EC: This has been my task for more than thirty years, in Abya Yala (América), Europe, Oceania, and Asia. It is a great privilege; it is an immense responsibility.
AD: When I was preparing this interview, I watched a video of a conversation you had with Cristián Warnken on the Chilean TV program La belleza de pensar. In that interview, you refer to the “ritual act of conversation,” which is of great importance for the Mapuche people. In many cases, the COVID-19 pandemic has separated us from those with whom we normally converse: family, friends, etc. How have you been able to keep up the ritual act of conversation in these times of isolation, so far from home? How does literature fit into this conversation?
EC: Conversation is memory, interiority, and exteriority. Within each one of us lives the thought of our elders and our ancestors (our Alter-Natives). When we speak or write, when we think, it is their voice that speaks; all we put in are questions and some small fragment of our experience in the beauty and brevity of life. The circle of silence, contemplation, creation is possible only thanks to this dialogue, which is permanent. When we say Nature—Mapuche means People of the Earth—at the same time, we say infinite: body and spirit, the finite and the infinite. And we converse with a flower, with the clouds, with the wind, with a bird or a butterfly, with the water, with a fish, with the Blue sky, with the stars, with the Moon, with the Sun, with the spirit of things, with the spirit of the house where we find ourselves, etc. We converse in our Dreams and with our Dreams (remembering that everyone dreams, but not everyone remembers their dreams).
AD: Like all the contents of LALT, this interview will be published bilingually, in English and Spanish, and the poems that go with it will be available to read in three languages: Mapuzugun, Spanish, and English. What is it like to see your poems translated to English, and many other languages? What do you make of this journey your verses take from Mapuzugun to Spanish and from Spanish to the other languages of the world?

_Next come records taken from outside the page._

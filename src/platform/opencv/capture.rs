use ::opencv::core::Mat;
use ::opencv::prelude::*;
use ::opencv::videoio;

use crate::capture::{CaptureBackend, CaptureProperty, Source, VideoCapture};
use crate::error::Error;
use crate::platform::opencv::frame::MatFrame;

fn property_id(property: CaptureProperty) -> i32 {
    match property {
        CaptureProperty::FrameWidth => videoio::CAP_PROP_FRAME_WIDTH,
        CaptureProperty::FrameHeight => videoio::CAP_PROP_FRAME_HEIGHT,
        CaptureProperty::FrameCount => videoio::CAP_PROP_FRAME_COUNT,
        CaptureProperty::Fps => videoio::CAP_PROP_FPS,
        CaptureProperty::Fourcc => videoio::CAP_PROP_FOURCC,
        CaptureProperty::PosFrames => videoio::CAP_PROP_POS_FRAMES,
        CaptureProperty::PosMsec => videoio::CAP_PROP_POS_MSEC,
        CaptureProperty::SarNum => videoio::CAP_PROP_SAR_NUM,
        CaptureProperty::SarDen => videoio::CAP_PROP_SAR_DEN,
    }
}

/// Opens sources with `cv::VideoCapture`.
#[derive(Debug, Clone, Copy)]
pub struct OpencvBackend {
    /// Preferred capture API (`videoio::CAP_*`). `CAP_ANY` lets OpenCV choose.
    pub api_preference: i32,
}

impl Default for OpencvBackend {
    fn default() -> Self {
        OpencvBackend {
            api_preference: videoio::CAP_ANY,
        }
    }
}

impl CaptureBackend for OpencvBackend {
    type Capture = OpencvCapture;

    fn open(&self, source: &Source) -> Result<OpencvCapture, Error> {
        let inner = match source {
            Source::Path(path) => videoio::VideoCapture::from_file(path, self.api_preference)?,
            Source::Device(index) => videoio::VideoCapture::new(*index, self.api_preference)?,
        };
        Ok(OpencvCapture { inner })
    }
}

/// An open `cv::VideoCapture`.
pub struct OpencvCapture {
    inner: videoio::VideoCapture,
}

impl OpencvCapture {
    /// Access the underlying `VideoCapture`.
    pub fn video_capture(&self) -> &videoio::VideoCapture {
        &self.inner
    }
}

impl VideoCapture for OpencvCapture {
    type Frame = MatFrame;

    fn is_opened(&self) -> Result<bool, Error> {
        Ok(self.inner.is_opened()?)
    }

    fn get(&self, property: CaptureProperty) -> Result<f64, Error> {
        Ok(self.inner.get(property_id(property))?)
    }

    fn set(&mut self, property: CaptureProperty, value: f64) -> Result<bool, Error> {
        Ok(self.inner.set(property_id(property), value)?)
    }

    fn grab(&mut self) -> Result<bool, Error> {
        Ok(self.inner.grab()?)
    }

    fn retrieve(&mut self) -> Result<Option<MatFrame>, Error> {
        let mut mat = Mat::default();
        if !self.inner.retrieve(&mut mat, 0)? || mat.empty() {
            return Ok(None);
        }
        Ok(Some(MatFrame::new(mat)))
    }

    fn release(&mut self) -> Result<(), Error> {
        Ok(self.inner.release()?)
    }
}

EC: Forgive me, but my answer will be in Castilian—the Spanish language does not exist. In Spain, there are a variety of languages: Euskara, Catalan, Asturian, Castilian, Galician, among others… Standing before the Universe, all human beings, in all languages, ask ourselves the same questions: Where did we come from? Where are we going? And my traveling poems return in translation to other languages, for which I am infinitely grateful.
AD: More than a writer, you have described yourself as an oralitor: a bearer of Mapuche oral tradition, or a translator of this tradition from orality to the written word. In your opinion, what is and what will be the state of Mapuche oraliture in these times of the massive growth of audiovisual media? What are the possibilities for oral traditions now that the spoken (and recorded) word has caught up to the written word in terms of diffusion and importance?
EC: For all native peoples, the book was a foreign invention. But the majority—including ourselves, the Mapuche—took up the book in order to leave a record of their language, of their worldview and of their history. In the future, there will be so many books that we will probably run out of physical space for them on the Earth. And it’s likely that, from oraliture, we will return to orality, if audiovisual media continue to allow for its recording in ever smaller formats.